THE RECORDS below:

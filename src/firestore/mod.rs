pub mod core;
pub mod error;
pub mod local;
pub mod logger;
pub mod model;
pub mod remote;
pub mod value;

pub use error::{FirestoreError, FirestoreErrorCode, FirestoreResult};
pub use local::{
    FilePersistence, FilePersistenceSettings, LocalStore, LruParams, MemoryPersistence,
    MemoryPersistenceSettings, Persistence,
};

End of THE RECORDS.
THE RECORDS below:

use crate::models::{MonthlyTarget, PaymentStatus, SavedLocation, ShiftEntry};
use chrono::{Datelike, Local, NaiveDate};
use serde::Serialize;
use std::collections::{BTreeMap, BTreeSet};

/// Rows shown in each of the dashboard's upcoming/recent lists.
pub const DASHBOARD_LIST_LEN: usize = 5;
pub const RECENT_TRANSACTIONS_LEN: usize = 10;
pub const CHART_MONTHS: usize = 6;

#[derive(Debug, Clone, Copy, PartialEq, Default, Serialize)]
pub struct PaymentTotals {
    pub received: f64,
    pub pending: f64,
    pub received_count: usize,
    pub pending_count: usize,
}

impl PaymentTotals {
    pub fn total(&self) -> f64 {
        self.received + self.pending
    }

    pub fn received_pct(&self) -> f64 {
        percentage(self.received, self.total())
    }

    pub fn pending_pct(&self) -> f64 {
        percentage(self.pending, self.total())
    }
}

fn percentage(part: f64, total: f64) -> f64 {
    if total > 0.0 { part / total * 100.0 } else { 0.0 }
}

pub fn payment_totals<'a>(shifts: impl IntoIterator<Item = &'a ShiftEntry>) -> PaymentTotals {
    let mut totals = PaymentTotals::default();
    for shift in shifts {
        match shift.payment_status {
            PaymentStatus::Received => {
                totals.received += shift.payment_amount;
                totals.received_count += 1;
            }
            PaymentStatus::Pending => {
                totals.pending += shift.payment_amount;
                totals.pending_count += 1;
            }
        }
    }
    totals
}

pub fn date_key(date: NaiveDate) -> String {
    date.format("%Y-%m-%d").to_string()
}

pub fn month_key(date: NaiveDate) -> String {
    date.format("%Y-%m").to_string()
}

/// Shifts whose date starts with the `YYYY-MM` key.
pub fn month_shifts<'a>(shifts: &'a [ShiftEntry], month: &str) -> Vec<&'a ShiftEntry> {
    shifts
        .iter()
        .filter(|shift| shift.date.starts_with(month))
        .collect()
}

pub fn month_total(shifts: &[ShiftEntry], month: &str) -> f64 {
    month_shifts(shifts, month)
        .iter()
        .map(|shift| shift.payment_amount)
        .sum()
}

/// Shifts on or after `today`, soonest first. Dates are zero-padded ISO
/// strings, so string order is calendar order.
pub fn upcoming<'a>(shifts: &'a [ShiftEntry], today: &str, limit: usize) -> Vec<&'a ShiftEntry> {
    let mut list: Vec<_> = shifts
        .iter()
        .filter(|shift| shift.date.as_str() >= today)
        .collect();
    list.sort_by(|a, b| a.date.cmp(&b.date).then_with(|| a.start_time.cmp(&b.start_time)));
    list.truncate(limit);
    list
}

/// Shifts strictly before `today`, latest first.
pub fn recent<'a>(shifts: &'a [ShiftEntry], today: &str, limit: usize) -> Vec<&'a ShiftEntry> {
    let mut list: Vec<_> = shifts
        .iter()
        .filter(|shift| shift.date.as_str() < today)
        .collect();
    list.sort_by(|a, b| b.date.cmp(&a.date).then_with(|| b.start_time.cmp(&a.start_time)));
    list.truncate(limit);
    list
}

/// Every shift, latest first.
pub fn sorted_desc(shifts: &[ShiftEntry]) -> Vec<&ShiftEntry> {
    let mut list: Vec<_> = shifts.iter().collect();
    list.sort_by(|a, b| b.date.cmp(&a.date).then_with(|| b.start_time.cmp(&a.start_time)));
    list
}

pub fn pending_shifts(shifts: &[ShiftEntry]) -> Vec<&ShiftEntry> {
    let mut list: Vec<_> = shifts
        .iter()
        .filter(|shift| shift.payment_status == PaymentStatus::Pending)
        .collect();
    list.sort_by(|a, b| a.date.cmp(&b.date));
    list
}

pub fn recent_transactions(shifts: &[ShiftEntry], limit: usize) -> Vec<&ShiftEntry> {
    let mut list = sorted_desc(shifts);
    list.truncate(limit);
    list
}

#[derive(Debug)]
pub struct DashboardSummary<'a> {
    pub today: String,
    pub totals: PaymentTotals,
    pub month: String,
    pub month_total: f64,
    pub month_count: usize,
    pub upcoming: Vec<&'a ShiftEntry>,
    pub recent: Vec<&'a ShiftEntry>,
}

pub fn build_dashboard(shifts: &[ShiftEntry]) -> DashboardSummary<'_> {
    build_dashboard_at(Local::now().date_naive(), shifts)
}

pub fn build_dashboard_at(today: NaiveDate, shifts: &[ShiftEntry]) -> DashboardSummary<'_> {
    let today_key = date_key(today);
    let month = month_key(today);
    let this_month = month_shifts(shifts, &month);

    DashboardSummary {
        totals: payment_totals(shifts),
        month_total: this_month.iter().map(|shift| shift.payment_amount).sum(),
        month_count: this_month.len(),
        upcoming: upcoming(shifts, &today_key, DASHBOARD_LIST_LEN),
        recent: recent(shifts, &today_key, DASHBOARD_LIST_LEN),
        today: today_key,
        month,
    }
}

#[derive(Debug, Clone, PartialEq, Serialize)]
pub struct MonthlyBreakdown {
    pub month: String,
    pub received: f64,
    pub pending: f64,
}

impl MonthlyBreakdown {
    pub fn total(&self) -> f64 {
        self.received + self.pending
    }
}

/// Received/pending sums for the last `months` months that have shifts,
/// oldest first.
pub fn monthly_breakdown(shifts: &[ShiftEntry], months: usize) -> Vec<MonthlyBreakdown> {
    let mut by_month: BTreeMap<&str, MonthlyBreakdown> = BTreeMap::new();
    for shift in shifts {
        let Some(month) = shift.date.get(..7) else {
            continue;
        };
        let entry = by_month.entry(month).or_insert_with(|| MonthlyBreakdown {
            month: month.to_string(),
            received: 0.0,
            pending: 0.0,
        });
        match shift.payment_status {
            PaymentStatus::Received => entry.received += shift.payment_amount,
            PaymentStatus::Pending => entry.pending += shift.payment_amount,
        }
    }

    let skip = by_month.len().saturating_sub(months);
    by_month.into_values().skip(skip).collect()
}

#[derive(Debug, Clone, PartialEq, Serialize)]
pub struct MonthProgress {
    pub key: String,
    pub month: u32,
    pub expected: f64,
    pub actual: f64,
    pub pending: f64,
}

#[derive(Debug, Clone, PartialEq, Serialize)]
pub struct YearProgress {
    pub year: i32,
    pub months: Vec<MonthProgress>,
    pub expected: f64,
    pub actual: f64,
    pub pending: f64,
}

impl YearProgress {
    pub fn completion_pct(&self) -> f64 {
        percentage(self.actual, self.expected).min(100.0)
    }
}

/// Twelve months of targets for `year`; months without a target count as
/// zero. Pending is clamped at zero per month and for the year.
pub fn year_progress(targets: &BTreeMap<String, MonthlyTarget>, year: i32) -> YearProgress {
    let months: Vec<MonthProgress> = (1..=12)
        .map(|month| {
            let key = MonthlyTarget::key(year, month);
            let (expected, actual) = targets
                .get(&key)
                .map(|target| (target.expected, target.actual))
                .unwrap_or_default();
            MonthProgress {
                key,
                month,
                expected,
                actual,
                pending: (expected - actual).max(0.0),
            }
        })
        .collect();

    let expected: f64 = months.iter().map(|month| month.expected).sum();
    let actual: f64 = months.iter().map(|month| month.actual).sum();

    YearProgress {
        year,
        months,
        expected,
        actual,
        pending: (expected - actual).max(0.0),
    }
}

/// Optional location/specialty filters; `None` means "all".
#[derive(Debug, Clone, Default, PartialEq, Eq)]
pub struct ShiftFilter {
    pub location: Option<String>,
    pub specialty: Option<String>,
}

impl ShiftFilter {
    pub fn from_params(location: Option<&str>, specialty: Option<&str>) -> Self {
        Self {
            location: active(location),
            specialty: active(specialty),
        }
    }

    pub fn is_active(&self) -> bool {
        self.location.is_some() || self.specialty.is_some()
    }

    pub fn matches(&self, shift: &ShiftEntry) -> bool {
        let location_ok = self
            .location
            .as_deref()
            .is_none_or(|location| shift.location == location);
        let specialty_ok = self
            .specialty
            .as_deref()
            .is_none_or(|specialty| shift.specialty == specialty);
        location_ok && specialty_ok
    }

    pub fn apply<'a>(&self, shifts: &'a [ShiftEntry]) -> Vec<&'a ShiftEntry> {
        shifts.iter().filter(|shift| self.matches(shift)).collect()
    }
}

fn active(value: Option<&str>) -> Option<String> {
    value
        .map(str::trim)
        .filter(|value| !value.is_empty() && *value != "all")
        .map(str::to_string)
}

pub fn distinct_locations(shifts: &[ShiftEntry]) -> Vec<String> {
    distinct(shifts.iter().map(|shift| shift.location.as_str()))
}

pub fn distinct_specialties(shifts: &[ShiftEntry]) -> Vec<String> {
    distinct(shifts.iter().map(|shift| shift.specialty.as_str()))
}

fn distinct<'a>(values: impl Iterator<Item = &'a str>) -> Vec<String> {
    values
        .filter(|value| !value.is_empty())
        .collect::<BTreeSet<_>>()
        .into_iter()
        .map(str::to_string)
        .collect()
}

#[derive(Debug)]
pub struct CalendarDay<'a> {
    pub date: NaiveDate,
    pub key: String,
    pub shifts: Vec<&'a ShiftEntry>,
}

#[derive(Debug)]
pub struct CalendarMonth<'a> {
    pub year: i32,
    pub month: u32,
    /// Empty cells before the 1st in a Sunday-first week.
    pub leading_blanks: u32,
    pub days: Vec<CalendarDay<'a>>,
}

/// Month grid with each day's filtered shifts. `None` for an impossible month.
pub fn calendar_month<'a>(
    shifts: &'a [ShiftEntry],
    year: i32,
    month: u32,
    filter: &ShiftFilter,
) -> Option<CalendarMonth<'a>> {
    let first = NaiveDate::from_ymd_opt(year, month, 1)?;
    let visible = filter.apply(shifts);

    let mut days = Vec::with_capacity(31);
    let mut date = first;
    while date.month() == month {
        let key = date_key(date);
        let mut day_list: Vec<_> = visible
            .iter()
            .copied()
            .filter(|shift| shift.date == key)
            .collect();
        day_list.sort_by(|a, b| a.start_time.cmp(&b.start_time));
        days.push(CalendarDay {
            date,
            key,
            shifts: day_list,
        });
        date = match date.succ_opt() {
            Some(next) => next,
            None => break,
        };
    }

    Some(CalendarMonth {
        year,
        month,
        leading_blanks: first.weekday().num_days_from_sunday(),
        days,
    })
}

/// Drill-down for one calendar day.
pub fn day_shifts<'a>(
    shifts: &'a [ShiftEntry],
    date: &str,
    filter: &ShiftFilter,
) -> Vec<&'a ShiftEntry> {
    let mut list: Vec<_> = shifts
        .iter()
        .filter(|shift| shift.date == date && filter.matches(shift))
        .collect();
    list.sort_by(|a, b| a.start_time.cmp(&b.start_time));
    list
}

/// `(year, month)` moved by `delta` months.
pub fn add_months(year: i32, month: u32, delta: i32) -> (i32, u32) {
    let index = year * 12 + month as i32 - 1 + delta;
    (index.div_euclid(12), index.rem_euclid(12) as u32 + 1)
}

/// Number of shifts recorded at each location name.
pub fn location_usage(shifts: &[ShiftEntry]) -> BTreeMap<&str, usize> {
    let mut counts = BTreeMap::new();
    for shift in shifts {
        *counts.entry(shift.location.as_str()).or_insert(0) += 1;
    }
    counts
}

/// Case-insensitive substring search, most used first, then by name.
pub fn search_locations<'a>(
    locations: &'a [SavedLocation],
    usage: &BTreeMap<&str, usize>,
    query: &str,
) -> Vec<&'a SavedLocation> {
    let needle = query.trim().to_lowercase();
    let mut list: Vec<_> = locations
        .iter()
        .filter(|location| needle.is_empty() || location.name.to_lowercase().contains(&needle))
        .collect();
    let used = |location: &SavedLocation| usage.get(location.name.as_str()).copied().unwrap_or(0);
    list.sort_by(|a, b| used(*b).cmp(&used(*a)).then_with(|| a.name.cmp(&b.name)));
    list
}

End of THE RECORDS.

EXERCISE INSTRUCTIONS :: Output should match, line for line, the stretch of the material above from the line holding "pub const DASHBOARD_LIST_LEN: usize = 5;" through the line holding "totals.pending += shift.payment_amount;".

ANSWER TO THIS TASK ::
pub const DASHBOARD_LIST_LEN: usize = 5;
pub const RECENT_TRANSACTIONS_LEN: usize = 10;
pub const CHART_MONTHS: usize = 6;

#[derive(Debug, Clone, Copy, PartialEq, Default, Serialize)]
pub struct PaymentTotals {
    pub received: f64,
    pub pending: f64,
    pub received_count: usize,
    pub pending_count: usize,
}

impl PaymentTotals {
    pub fn total(&self) -> f64 {
        self.received + self.pending
    }

    pub fn received_pct(&self) -> f64 {
        percentage(self.received, self.total())
    }

    pub fn pending_pct(&self) -> f64 {
        percentage(self.pending, self.total())
    }
}

fn percentage(part: f64, total: f64) -> f64 {
    if total > 0.0 { part / total * 100.0 } else { 0.0 }
}

pub fn payment_totals<'a>(shifts: impl IntoIterator<Item = &'a ShiftEntry>) -> PaymentTotals {
    let mut totals = PaymentTotals::default();
    for shift in shifts {
        match shift.payment_status {
            PaymentStatus::Received => {
                totals.received += shift.payment_amount;
                totals.received_count += 1;
            }
            PaymentStatus::Pending => {
                totals.pending += shift.payment_amount;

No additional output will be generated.